◆ Data records ◆
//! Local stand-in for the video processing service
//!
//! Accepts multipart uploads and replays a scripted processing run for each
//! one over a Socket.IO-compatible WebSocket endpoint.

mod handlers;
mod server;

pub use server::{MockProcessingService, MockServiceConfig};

* * *

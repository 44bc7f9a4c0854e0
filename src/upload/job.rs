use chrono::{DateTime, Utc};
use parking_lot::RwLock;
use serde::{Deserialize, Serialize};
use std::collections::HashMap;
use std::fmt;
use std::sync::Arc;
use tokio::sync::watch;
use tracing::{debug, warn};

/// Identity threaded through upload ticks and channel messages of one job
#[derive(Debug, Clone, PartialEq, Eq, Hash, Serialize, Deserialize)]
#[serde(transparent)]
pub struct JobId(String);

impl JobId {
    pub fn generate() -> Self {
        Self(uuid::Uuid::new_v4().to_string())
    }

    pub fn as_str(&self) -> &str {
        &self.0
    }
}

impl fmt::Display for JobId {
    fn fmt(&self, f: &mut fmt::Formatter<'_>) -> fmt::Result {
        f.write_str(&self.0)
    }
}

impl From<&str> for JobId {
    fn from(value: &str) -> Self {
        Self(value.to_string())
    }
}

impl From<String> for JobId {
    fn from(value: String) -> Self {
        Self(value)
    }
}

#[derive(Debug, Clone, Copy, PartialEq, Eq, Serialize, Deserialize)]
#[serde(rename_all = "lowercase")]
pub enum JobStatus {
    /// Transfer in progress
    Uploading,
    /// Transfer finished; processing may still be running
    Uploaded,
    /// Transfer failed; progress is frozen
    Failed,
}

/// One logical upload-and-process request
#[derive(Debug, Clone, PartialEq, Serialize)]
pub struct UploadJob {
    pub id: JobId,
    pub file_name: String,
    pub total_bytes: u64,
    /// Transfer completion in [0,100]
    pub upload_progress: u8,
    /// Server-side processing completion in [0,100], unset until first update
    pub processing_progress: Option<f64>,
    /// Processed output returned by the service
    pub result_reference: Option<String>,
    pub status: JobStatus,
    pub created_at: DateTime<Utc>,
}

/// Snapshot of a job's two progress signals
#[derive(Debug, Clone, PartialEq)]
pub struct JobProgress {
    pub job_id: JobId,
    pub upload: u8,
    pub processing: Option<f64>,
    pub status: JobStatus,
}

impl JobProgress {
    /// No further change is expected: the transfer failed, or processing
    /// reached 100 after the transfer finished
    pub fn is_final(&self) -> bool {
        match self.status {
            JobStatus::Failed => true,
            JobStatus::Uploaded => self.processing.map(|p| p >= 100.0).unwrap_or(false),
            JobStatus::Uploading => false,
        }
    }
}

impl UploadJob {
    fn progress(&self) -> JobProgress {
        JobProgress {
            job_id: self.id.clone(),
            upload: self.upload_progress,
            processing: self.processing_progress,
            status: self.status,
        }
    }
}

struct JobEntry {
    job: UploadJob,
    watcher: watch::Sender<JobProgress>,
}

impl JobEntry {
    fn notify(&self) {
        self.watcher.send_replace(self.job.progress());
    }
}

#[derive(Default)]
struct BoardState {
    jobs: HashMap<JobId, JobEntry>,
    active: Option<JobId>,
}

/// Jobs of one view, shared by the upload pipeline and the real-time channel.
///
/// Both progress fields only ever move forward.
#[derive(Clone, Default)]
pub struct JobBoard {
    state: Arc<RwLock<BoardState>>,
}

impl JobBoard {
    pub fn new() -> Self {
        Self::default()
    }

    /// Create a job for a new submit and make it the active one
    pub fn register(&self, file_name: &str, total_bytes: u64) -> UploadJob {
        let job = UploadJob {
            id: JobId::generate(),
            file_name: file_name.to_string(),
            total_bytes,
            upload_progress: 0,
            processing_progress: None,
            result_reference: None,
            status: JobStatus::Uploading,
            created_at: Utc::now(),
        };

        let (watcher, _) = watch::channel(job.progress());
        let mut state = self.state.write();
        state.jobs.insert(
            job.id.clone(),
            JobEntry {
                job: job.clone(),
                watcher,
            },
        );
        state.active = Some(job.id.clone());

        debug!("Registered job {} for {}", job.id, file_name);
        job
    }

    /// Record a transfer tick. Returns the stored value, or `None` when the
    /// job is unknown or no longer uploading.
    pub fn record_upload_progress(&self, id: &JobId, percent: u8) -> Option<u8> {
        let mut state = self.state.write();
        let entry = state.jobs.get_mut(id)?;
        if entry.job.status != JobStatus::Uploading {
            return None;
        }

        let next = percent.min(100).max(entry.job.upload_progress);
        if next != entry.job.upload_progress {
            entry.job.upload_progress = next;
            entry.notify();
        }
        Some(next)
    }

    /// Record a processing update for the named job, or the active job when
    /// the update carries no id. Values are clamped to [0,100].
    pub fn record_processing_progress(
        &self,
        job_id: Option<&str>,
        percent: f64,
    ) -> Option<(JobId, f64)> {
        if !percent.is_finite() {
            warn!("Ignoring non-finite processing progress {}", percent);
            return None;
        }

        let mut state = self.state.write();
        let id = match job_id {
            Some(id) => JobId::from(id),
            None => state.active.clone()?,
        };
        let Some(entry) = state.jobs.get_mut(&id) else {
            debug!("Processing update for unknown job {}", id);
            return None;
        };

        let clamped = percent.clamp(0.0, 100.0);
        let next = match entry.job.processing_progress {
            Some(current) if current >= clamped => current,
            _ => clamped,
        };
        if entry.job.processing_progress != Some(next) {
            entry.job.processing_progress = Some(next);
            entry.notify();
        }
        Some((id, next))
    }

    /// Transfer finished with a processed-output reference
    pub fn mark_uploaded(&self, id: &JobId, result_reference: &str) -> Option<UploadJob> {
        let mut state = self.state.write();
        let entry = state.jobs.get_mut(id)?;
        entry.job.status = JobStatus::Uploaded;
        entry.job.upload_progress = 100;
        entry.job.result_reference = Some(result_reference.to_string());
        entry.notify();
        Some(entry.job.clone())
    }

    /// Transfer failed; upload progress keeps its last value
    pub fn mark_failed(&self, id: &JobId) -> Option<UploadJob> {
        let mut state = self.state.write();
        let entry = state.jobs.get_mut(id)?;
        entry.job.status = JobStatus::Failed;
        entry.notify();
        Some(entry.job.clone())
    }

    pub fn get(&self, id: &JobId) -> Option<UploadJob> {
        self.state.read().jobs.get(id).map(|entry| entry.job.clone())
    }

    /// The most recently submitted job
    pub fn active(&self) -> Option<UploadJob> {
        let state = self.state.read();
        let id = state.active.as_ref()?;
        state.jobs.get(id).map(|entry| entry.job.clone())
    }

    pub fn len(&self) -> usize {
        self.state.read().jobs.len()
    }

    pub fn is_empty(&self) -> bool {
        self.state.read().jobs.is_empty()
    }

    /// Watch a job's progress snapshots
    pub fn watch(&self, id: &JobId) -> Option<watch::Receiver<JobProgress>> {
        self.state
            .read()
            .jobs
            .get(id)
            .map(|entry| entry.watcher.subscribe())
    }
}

◆ Your goal ◆
Read the listing line by line, and copy each line in which the word "unknown" is found.

◆ Solution to this task ◆
    /// job is unknown or no longer uploading.
            debug!("Processing update for unknown job {}", id);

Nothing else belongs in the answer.